The term “state capitalism” can denote both a capitalist war economy and the stage in which the capitalist state becomes the repository of all the means of production. Bukharin, for example, used it to denote both. Although, as will be seen, there is no basic qualitative difference between the two as regards their effect on (a) the exchange relation between commodities, (b) the relative quantities produced, and (c) the distribution of the total labour time of society, we think that it will be preferable to distinguish between the two in order to avoid confusion. The term “state capitalism” will be used only to denote the stage in which the capitalist state becomes the repository of the means of production, while a capitalist war economy will be termed “state monopoly capitalism”.

State monopoly capitalism is, in the last analysis, at the mercy of blind economic forces, and is not governed by the conscious will and decisions of any man or men. For example, government orders are allocated according to the relative strengths (expressed in production capacity) of the different companies tendering for them. Hence each company has to try and achieve a certain rate of capitalist accumulation. They are driven to raise profits at the expense of wages. They create an increased demand for means of production relative to the demand for means of consumption, and so on. In Germany, under Nazi rule, the division of the total national product between the different social classes, and the distribution of the total labour time between the production of consumer and capital goods, was not determined by an arbitrary decision of the government, but by pressure of competition. The same resulted from the competitive pressure – economic and military alike – of the Powers against which Germany fought.

Notwithstanding, therefore, the distortions of competition and of the law of value under state monopoly capitalism, this law is, in the last analysis, all-decisive.



The Marxian law of value and the Russian economy viewed in isolation from world capitalism

At first sight the relationship between the different enterprises in Russia appears to be the same as that between different enterprises in the traditional capitalist countries.
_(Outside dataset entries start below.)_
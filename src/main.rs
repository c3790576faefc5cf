//! ESC node firmware entry point.
//!
//! ```text
//! ┌─────────────┐   frames   ┌─────────────┐  directives  ┌─────────────┐
//! │  bus / sim  │──────────▶ │  EscService │────────────▶ │ MotorDriver │
//! └─────────────┘   queue    │  (domain)   │              └─────────────┘
//!       ▲                    └──────┬──────┘
//!       │ publish tick              │ feedback + status
//!       │                          ▼
//!   esp_timer              TelemetrySink
//! ```
//!
//! Single-threaded main loop: drain the event queue, run the TTL
//! deadman, repeat. All command handling is serialized through the
//! queue, so the service never races itself.

use anyhow::Result;
use log::{info, warn};

use escnode::adapters::log_sink::LogTelemetrySink;
use escnode::adapters::nvs::NvsAdapter;
use escnode::adapters::time::Esp32TimeAdapter;
use escnode::app::ports::ConfigPort;
use escnode::app::service::EscService;
use escnode::config::NodeConfig;
use escnode::drivers::{hw_init, hw_timer, motor::MotorDriver};
use escnode::events::{self, BusEvent};
use escnode::pins;
use escnode::sensors::temperature::TemperatureSensor;

fn main() -> Result<()> {
    #[cfg(target_os = "espidf")]
    {
        esp_idf_svc::sys::link_patches();
        esp_idf_logger::init()?;
    }

    info!("ESC node starting (v{})", env!("CARGO_PKG_VERSION"));

    // Peripheral setup is all-or-nothing: a node with a half-configured
    // power stage must not join the bus.
    hw_init::init_peripherals().map_err(|e| anyhow::anyhow!("peripheral init failed: {}", e))?;

    let nvs = match NvsAdapter::new() {
        Ok(nvs) => nvs,
        Err(e) => {
            warn!("NVS unavailable ({}), running on defaults", e);
            NvsAdapter::default()
        }
    };
    let config = match nvs.load() {
        Ok(cfg) => cfg,
        Err(e) => {
            warn!("config load failed ({}), using defaults", e);
            NodeConfig::default()
        }
    };
    let config = match config.validate() {
        Ok(()) => config,
        Err(e) => {
            warn!("stored config invalid ({}), using defaults", e);
            NodeConfig::default()
        }
    };

    let clock = Esp32TimeAdapter::new();
    let mut motor = MotorDriver::new();
    let mut temperature = TemperatureSensor::new(pins::TEMP_ADC_GPIO);
    let mut sink = LogTelemetrySink::new();
    let mut service = EscService::new(&config);

    hw_timer::start_publish_timer(config.publish_period_ms)
        .map_err(|e| anyhow::anyhow!("publish timer start failed: {}", e))?;

    info!(
        "node ready: esc_index={} period={}ms ttl={}ms start_ceiling={:.2}",
        service.esc_index(),
        config.publish_period_ms,
        config.command_ttl_ms,
        config.max_duty_to_start,
    );

    // The bus transport task is the inbound producer: decoded command
    // frames and the publish timer land in the event queue. On host
    // targets the loop synthesizes its own ticks.
    loop {
        #[cfg(not(target_os = "espidf"))]
        {
            std::thread::sleep(std::time::Duration::from_millis(u64::from(
                config.publish_period_ms,
            )));
            if events::push_bus_event(BusEvent::PublishTick).is_err() {
                warn!("publish tick dropped: queue full");
            }
        }

        #[cfg(target_os = "espidf")]
        std::thread::sleep(std::time::Duration::from_millis(1));

        let now_ms = clock.uptime_ms();
        events::drain_bus_events(|event| match event {
            BusEvent::RawCommand(frame) => service.on_raw_command(&frame, &mut motor),
            BusEvent::RpmCommand(frame) => service.on_rpm_command(&frame, &mut motor),
            BusEvent::PublishTick => {
                service.on_tick(now_ms, &motor, &mut temperature, &mut sink);
            }
        });

        motor.update(now_ms);
    }
}
//! ESC node firmware library.
//!
//! Exposes the pure-logic modules for integration testing and external
//! inspection. All ESP-IDF-specific code is guarded by
//! `#[cfg(target_os = "espidf")]` within each module.

#![deny(unused_must_use)]

pub mod adapters;
pub mod app;
pub mod config;
pub mod drivers;
pub mod error;
pub mod events;
pub mod pins;
pub mod sensors;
But this is only formally so. In a society of private producers the essential different between the division of labour within society as a whole, is that in the former the ownership of the means of production is concentrated in the hands of one man or one body of men, while in capitalist society as a whole there is no centre of decisions, but only the “blindly working average”, which determines how many workers shall be employed in different enterprises, what commodities shall be produced, and so on. No such distinction exists in Russia. Both individual enterprises and the economy as a whole are subordinated to the planned regulation of production. The difference between the division of labour within, say, a tractor factory and the division of labour between it and the steel plant which supplies it, is a difference in degree only. The division of labour within Russian society is in essence a species of the division of labour within a single workshop.

Formally, products are distributed among the different branches of the economy through the medium of exchange. But as the ownership of all the enterprises is vested in one body, the state, there is no real exchange of commodities. “Only such products can become commodities with regard to each other, as result from different kids of labour, each kind being carried on independently and for the account of private individuals” [26] or “groups of individuals”. [27]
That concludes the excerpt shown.